We all practice harm reduction every day. As a young dancer, I learned how to warm up properly and land my jumps in a deep plié to prevent injuries. As a lifeguard, I enforced the ‘no running’ rule to prevent falls and I taught swimming lessons to prevent drowning. But when we think of harm reduction, we only think of clean needle exchanges and wearing bike helmets or seat belts – we think of the physical.

Mercredi discussed broadening our views of harm reduction so that they are more comprehensive than a health and public safety philosophy. We must not only do our part to help reduce the harms of drug use but help to reduce the harms of the traumas that so often lead to substance misuse.

Plenty of research shows that the social determinants of health have lifelong effects on people’s brain development and ability to cope with adverse events.

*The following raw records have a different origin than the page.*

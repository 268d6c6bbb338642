//! Error types of the polling engine

use crate::ipmi::{RecordId, SensorNumber, TransportError};
use crate::sdr::RecordError;

#[derive(thiserror::Error, Debug)]
pub enum PollerError {
    #[error(transparent)]
    Transport(#[from] TransportError),

    #[error("record {record_id:#06x} could not be retrieved even in minimal fragments")]
    RecordUnavailable {
        record_id: RecordId,
        #[source]
        source: TransportError,
    },

    #[error("SDR enumeration failed at record {record_id:#06x}")]
    EnumerationFailed {
        record_id: RecordId,
        #[source]
        source: Box<PollerError>,
    },

    #[error("SDR chain revisits record {0:#06x}")]
    RecordCycle(RecordId),

    #[error("malformed SDR record: {0}")]
    Record(#[from] RecordError),

    #[error("collection aborted reading sensor {sensor_number}")]
    CollectionAborted {
        sensor_number: SensorNumber,
        #[source]
        source: TransportError,
    },

    #[error("no usable IPMI session with {host}")]
    SessionUnavailable {
        host: String,
        #[source]
        source: TransportError,
    },
}

impl PollerError {
    pub(crate) fn enumeration_failed(record_id: RecordId, source: PollerError) -> Self {
        PollerError::EnumerationFailed {
            record_id,
            source: Box::new(source),
        }
    }
}

pub type Result<T> = std::result::Result<T, PollerError>;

Often, mental illness and substance use are consequences of early childhood traumas. They are coping mechanisms that offer a person a sense of control and relief from their pain. We must take a look at where people’s suffering is stemming from.

Harm reduction includes investing in the social determinants as a community and fostering conditions to promote healing. This includes taking on poverty, racism, and colonialism. In Saskatchewan, it could mean improving working conditions or reducing the number of children in care.

With my medical student cap on, I could tell you all about how harm reduction in the form of clean needles and education can prevent abscesses, osteomyelitis, endocarditis, Hepatitis C, and HIV. But it can also reduce stigma, it can help people heal on their own terms, and it can promote self-love.